David Stockman [Reagan’s former budget director] and outstanding observer of America’s problems in the end game..was asked [May 2012]: ‘What catalyst could bring the end game to a final resolution?’
David Stockman: I think the likely catalyst is a breakdown of the U.S. government bond market. It is the heart of the fixed income market and, therefore, the world’s financial market.
Because of Fed management and interest-rate pegging, the market is artificially medicated. All of the rates and spreads are unreal. The yield curve is not market driven. Supply and demand for savings and investment, future inflation risk discounts by investors—none of these free market forces matter. The price of money is dictated by the Fed, and Wall Street merely attempts to front-run its next move.
As long as the hedge fund traders and fast-money boys believe the Fed can keep everything pegged, we may limp along.
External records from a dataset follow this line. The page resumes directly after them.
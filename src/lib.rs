pub mod config;
pub mod content;
pub mod docx;
pub mod error;
pub mod export;
pub mod fields;
pub mod pipeline;
pub mod progress;
pub mod textutil;
//! In-memory model of a WordprocessingML document.
//!
//! Every story part (main body, headers, footers) is kept as a lossless [`XmlPart`] event
//! list plus an index of its paragraphs, tables and text runs. Text is edited in place
//! through the index, so run properties and every other element are written back exactly
//! as they were read.

use std::collections::HashMap;
use std::path::Path;

use anyhow::Context;

use crate::docx::package::DocxPackage;
use crate::docx::xml::{
    element_ends, find_attr, parse_xml_part, set_attr_value, verify_structure_unchanged,
    write_events, XmlEvent, XmlPart,
};
use crate::error::LoadError;

const STYLES_PART: &str = "word/styles.xml";
const STORY_ROOTS: [&str; 3] = ["w:body", "w:hdr", "w:ftr"];

/// Containers whose runs still belong to the enclosing paragraph.
const TRANSPARENT_WRAPPERS: [&str; 3] = ["w:sdt", "w:sdtContent", "w:customXml"];

/// Paragraph children that never contribute visible run text.
const SKIPPED_IN_PARAGRAPH: [&str; 6] = [
    "w:pPr",
    "w:del",
    "w:moveFrom",
    "w:sdtPr",
    "w:sdtEndPr",
    "w:p",
];

/// One `<w:t>` node. Several text runs may share a `<w:r>` (and its formatting) when the
/// run interleaves text with `<w:br/>` or `<w:tab/>`.
#[derive(Clone, Debug, PartialEq, Eq)]
pub struct TextRun {
    pub run_start: usize,
    pub text_start: usize,
    pub text_event: usize,
}

#[derive(Clone, Debug)]
pub struct Paragraph {
    pub start: usize,
    pub end: usize,
    pub runs: Vec<TextRun>,
}

#[derive(Clone, Debug, Default)]
pub struct Cell {
    pub paragraphs: Vec<Paragraph>,
    pub tables: Vec<Table>,
}

#[derive(Clone, Debug, Default)]
pub struct Row {
    pub cells: Vec<Cell>,
}

#[derive(Clone, Debug, Default)]
pub struct Table {
    pub rows: Vec<Row>,
}

impl Table {
    fn collect_paragraphs(&self, out: &mut Vec<Paragraph>) {
        for cell in self.rows.iter().flat_map(|r| r.cells.iter()) {
            out.extend(cell.paragraphs.iter().cloned());
            for nested in &cell.tables {
                nested.collect_paragraphs(out);
            }
        }
    }
}

/// A part holding document text: the main body, a header, or a footer.
pub struct Story {
    part: XmlPart,
    paragraphs: Vec<Paragraph>,
    tables: Vec<Table>,
    dirty: bool,
}
mod config;
mod report;
mod trace;

pub use config::{init_default_config, ConfigOverrides, PipelineConfig};
pub use report::{
    check_template, fill_template_bytes, ReportArtifacts, ReportPipeline, ReportRequest,
};
pub use trace::TraceWriter;
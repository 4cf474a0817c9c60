use std::collections::HashMap;
use std::io::{Cursor, Read, Seek, Write};
use std::path::Path;

use anyhow::Context;
use zip::write::SimpleFileOptions;
use zip::{CompressionMethod, ZipArchive, ZipWriter};

use crate::docx::xml::{find_attr, parse_xml_part};
use crate::error::LoadError;

pub const DEFAULT_MAIN_PART: &str = "word/document.xml";
const ROOT_RELS: &str = "_rels/.rels";
const OFFICE_DOCUMENT_REL: &str = "/officeDocument";

pub struct DocxPackage {
    pub entries: Vec<DocxEntry>,
}

pub struct DocxEntry {
    pub name: String,
    pub data: Vec<u8>,
    pub compression: CompressionMethod,
    pub last_modified: zip::DateTime,
    pub unix_mode: Option<u32>,
    pub is_dir: bool,
}

impl DocxPackage {
    pub fn read(path: &Path) -> Result<Self, LoadError> {
        let bytes = std::fs::read(path).map_err(|source| LoadError::Io {
            path: path.to_path_buf(),
            source,
        })?;
        Self::from_bytes(&bytes)
    }

    pub fn from_bytes(bytes: &[u8]) -> Result<Self, LoadError> {
        let mut zip = ZipArchive::new(Cursor::new(bytes))
            .map_err(|e| LoadError::NotAPackage(e.to_string()))?;
        let mut entries = Vec::with_capacity(zip.len());
        for i in 0..zip.len() {
            let mut file = zip
                .by_index(i)
                .map_err(|e| LoadError::NotAPackage(format!("zip entry {i}: {e}")))?;
            let mut data = Vec::with_capacity(file.size() as usize);
            file.read_to_end(&mut data)
                .map_err(|e| LoadError::NotAPackage(format!("read {}: {e}", file.name())))?;
            entries.push(DocxEntry {
                name: file.name().to_string(),
                data,
                compression: file.compression(),
                last_modified: file.last_modified().unwrap_or_default(),
                unix_mode: file.unix_mode(),
                is_dir: file.is_dir(),
            });
        }
        Ok(Self { entries })
    }

    pub fn entry(&self, name: &str) -> Option<&DocxEntry> {
        self.entries.iter().find(|e| e.name == name)
    }

    /// Name of the main document part, following the package relationship when present.
    pub fn main_part_name(&self) -> String {
        self.entry(ROOT_RELS)
            .and_then(|rels| office_document_target(&rels.data))
            .filter(|name| self.entry(name).is_some())
            .unwrap_or_else(|| DEFAULT_MAIN_PART.to_string())
    }

    /// Header and footer parts, in archive order.
    pub fn story_part_names(&self) -> Vec<String> {
        self.entries
            .iter()
            .map(|e| e.name.as_str())
            .filter(|n| {
                let lower = n.to_ascii_lowercase();
                (lower.starts_with("word/header") || lower.starts_with("word/footer"))
                    && lower.ends_with(".xml")
            })
            .map(str::to_string)
            .collect()
    }

    pub fn write_to<W: Write + Seek>(
        &self,
        writer: W,
        replacements: &HashMap<String, Vec<u8>>,
    ) -> anyhow::Result<W> {
        let mut zout = ZipWriter::new(writer);
        for ent in &self.entries {
            let data = replacements.get(&ent.name).unwrap_or(&ent.data);
            let mut opts = SimpleFileOptions::default()
                .compression_method(ent.compression)
                .last_modified_time(ent.last_modified);
            if let Some(mode) = ent.unix_mode {
                opts = opts.unix_permissions(mode);
            }
            if ent.is_dir || ent.name.ends_with('/') {
                zout.add_directory(&ent.name, opts)
                    .with_context(|| format!("add zip dir: {}", ent.name))?;
            } else {
                zout.start_file(&ent.name, opts)
                    .with_context(|| format!("start zip file: {}", ent.name))?;
                zout.write_all(data)
                    .with_context(|| format!("write zip file: {}", ent.name))?;
            }
        }
        zout.finish().context("finish zip")
    }

    pub fn to_bytes(&self, replacements: &HashMap<String, Vec<u8>>) -> anyhow::Result<Vec<u8>> {
        let cursor = self.write_to(Cursor::new(Vec::new()), replacements)?;
        Ok(cursor.into_inner())
    }
}

fn office_document_target(rels_xml: &[u8]) -> Option<String> {
    let part = parse_xml_part(ROOT_RELS, rels_xml).ok()?;
    part.events
        .iter()
        .filter(|ev| ev.name() == Some("Relationship"))
        .find(|ev| {
            find_attr(ev.attrs(), "Type").is_some_and(|t| t.ends_with(OFFICE_DOCUMENT_REL))
        })
        .and_then(|ev| find_attr(ev.attrs(), "Target"))
        .map(|target| target.trim_start_matches('/').to_string())
}
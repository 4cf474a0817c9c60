use std::path::{Path, PathBuf};

use anyhow::Context;
use clap::Parser;

use report_generator::content::credentials::prompt_on_terminal;
use report_generator::content::{resolve_api_key, GeminiClient};
use report_generator::fields::ReportFields;
use report_generator::pipeline::{
    check_template, fill_template_bytes, init_default_config, ConfigOverrides, PipelineConfig,
    ReportPipeline, ReportRequest, TraceWriter,
};
use report_generator::progress::ConsoleProgress;
use report_generator::textutil::output_file_stem;

#[derive(Parser, Debug)]
#[command(name = "report-generator")]
#[command(about = "Fill a college report template and append Gemini-written sections", long_about = None)]
struct Args {
    /// Generate default config + prompt files, then exit
    #[arg(long)]
    init_config: bool,

    /// Directory to write config/prompt files (default: current directory)
    #[arg(long, value_name = "DIR")]
    init_config_dir: Option<PathBuf>,

    /// Overwrite existing config/prompt files when used with --init-config
    #[arg(long)]
    force: bool,

    /// Config file path (default: search for report-generator.toml upwards)
    #[arg(long)]
    config: Option<PathBuf>,

    /// Template .docx with {PLACEHOLDER} tokens (default: template.docx)
    #[arg(short, long, value_name = "DOCX")]
    template: Option<PathBuf>,

    /// Directory for <project_title>.docx/.pdf (default: current directory)
    #[arg(short, long, value_name = "DIR")]
    output_dir: Option<PathBuf>,

    /// Report fields TOML; flags below override it
    #[arg(long, value_name = "TOML")]
    fields: Option<PathBuf>,

    #[arg(long)]
    college_name: Option<String>,

    #[arg(long)]
    affiliation: Option<String>,

    #[arg(long)]
    department: Option<String>,

    /// Academic year, e.g. "2025 – 2026"
    #[arg(long)]
    year: Option<String>,

    /// Students, one per line
    #[arg(long)]
    students: Option<String>,

    #[arg(long)]
    project_title: Option<String>,

    /// Guide name
    #[arg(long)]
    professor_name: Option<String>,

    #[arg(long)]
    professor_designation: Option<String>,

    /// Short project description (1-3 sentences) given to the model
    #[arg(long)]
    description: Option<String>,

    /// Gemini model name (e.g. gemini-1.5-pro)
    #[arg(long)]
    model: Option<String>,

    /// Also produce a PDF (Microsoft Word or LibreOffice required)
    #[arg(long)]
    pdf: bool,

    /// Only fill the template; no sections, no API key needed
    #[arg(long)]
    dry_run: bool,

    /// Suppress progress output (warnings are still printed)
    #[arg(short, long)]
    quiet: bool,
}

impl Args {
    fn report_fields(&self) -> anyhow::Result<ReportFields> {
        let mut fields = match self.fields.as_ref() {
            Some(p) => ReportFields::load(p)?,
            None => ReportFields::default(),
        };
        let overrides = [
            (&self.college_name, &mut fields.college_name),
            (&self.affiliation, &mut fields.affiliation),
            (&self.department, &mut fields.department),
            (&self.year, &mut fields.year),
            (&self.students, &mut fields.students),
            (&self.project_title, &mut fields.project_title),
            (&self.professor_name, &mut fields.professor_name),
            (&self.professor_designation, &mut fields.professor_designation),
            (&self.description, &mut fields.project_description),
        ];
        for (flag, slot) in overrides {
            if let Some(v) = flag {
                *slot = v.clone();
            }
        }
        Ok(fields)
    }
}

fn main() -> anyhow::Result<()> {
    let args = Args::parse();
    let progress = ConsoleProgress::new(!args.quiet);

    if args.init_config {
        let dir = args
            .init_config_dir
            .clone()
            .unwrap_or_else(|| std::env::current_dir().unwrap_or_else(|_| PathBuf::from(".")));
        let cfg_path = init_default_config(&dir, args.force).context("init default config")?;
        eprintln!("Wrote config: {}", cfg_path.display());
        return Ok(());
    }

    let fields = args.report_fields()?;
    let cfg = PipelineConfig::from_overrides(ConfigOverrides {
        config_path: args.config.clone(),
        template: args.template.clone(),
        output_dir: args.output_dir.clone(),
        model: args.model.clone(),
        pdf: args.pdf,
    })
    .context("build config")?;
    if let Some(p) = cfg.config_path.as_ref() {
        progress.info(format!("config: {}", p.display()));
    }

    let request = ReportRequest {
        fields,
        template: cfg.template.clone(),
        render_line_breaks: cfg.render_line_breaks,
    };
    let stem = output_file_stem(&request.fields.project_title);

    if args.dry_run {
        let (bytes, _) = fill_template_bytes(&request, &progress)?;
        let out = write_artifact(&cfg.output_dir, &format!("{stem}.docx"), &bytes)?;
        progress.info(format!("wrote {}", out.display()));
        return Ok(());
    }

    // Fail on a missing template before asking for credentials.
    check_template(&cfg.template)?;
    let key = resolve_api_key(&cfg.secrets_file, &cfg.api_key_env, || {
        prompt_on_terminal(&cfg.api_key_env)
    })?;
    progress.info(format!("api key from {}", key.source));

    let client = GeminiClient::new(cfg.gemini_config(key.value)).context("gemini client")?;
    let trace = TraceWriter::new(cfg.trace_dir.clone(), cfg.trace_enabled)?;
    if cfg.trace_enabled {
        progress.info(format!("trace: {}", trace.dir().display()));
    }
    let artifacts = ReportPipeline::new(&client, &progress, &trace).run(&request)?;

    let docx_path = write_artifact(
        &cfg.output_dir,
        &format!("{}.docx", artifacts.file_stem),
        &artifacts.docx,
    )?;
    progress.info(format!("wrote {}", docx_path.display()));

    if cfg.pdf {
        match export_pdf(&cfg, &artifacts.file_stem, &artifacts.docx) {
            Ok(pdf) => progress.info(format!("wrote {}", pdf.display())),
            Err(e) => progress.warn(format!(
                "PDF export failed ({e:#}); export manually from {}",
                docx_path.display()
            )),
        }
    }
    Ok(())
}

fn write_artifact(dir: &Path, name: &str, bytes: &[u8]) -> anyhow::Result<PathBuf> {
    std::fs::create_dir_all(dir)
        .with_context(|| format!("create output dir: {}", dir.display()))?;
    let path = dir.join(name);
    std::fs::write(&path, bytes).with_context(|| format!("write {}", path.display()))?;
    Ok(path)
}

/// Converts in a scratch directory so converter side files never reach the output dir.
fn export_pdf(cfg: &PipelineConfig, stem: &str, docx: &[u8]) -> anyhow::Result<PathBuf> {
    let scratch = tempfile::TempDir::new().context("create temp dir")?;
    let src = write_artifact(scratch.path(), &format!("{stem}.docx"), docx)?;
    let pdf = cfg.exporter().convert(&src, scratch.path())?;
    let dest = cfg.output_dir.join(format!("{stem}.pdf"));
    std::fs::copy(&pdf, &dest)
        .with_context(|| format!("copy {} -> {}", pdf.display(), dest.display()))?;
    Ok(dest)
}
The minute they lose confidence, they will unwind their trades.
On the margin, nobody owns the Treasury bond; you rent it. Trillions of treasury paper is funded on repo: You buy $100 million (M) in Treasuries and immediately put them up as collateral for overnight borrowings of $98M. Traders can capture the spread as long as the price of the bond is stable or rising, as it has been for the last year or two. If the bond drops 2%, the spread has been wiped out.
If that happens, the massive repo structures—that is, debt owned by still more debt—will start to unwind and create a panic in the Treasury market.
THE PANIC IS BEGINNING
PARADIGM SHIFTS AND INSTITUTIONAL FAILURE
When paradigms shift, what was once believed true is no longer believed, new questions take the place of old answers and institutional failure becomes commonplace when traditional solutions no longer provide the requisite answers.
We are now in the final stage of the end game. I described this process in September 2008 in my article Gold & The Collapse of Paper Money. In that article, I referred to Professor David Hackett Fischer’s The Great Wave, Price Revolutions and the Rhythm of History(Oxford University Press 1996), a seminal work that places today’s economic crisis in a far greater and far more significant context:
According to Professor Fischer, waves of rising prices have interrupted long periods of stability throughout history. These great waves are often accompanied by unexpected disasters, extreme social upheaval and always end in economic collapse.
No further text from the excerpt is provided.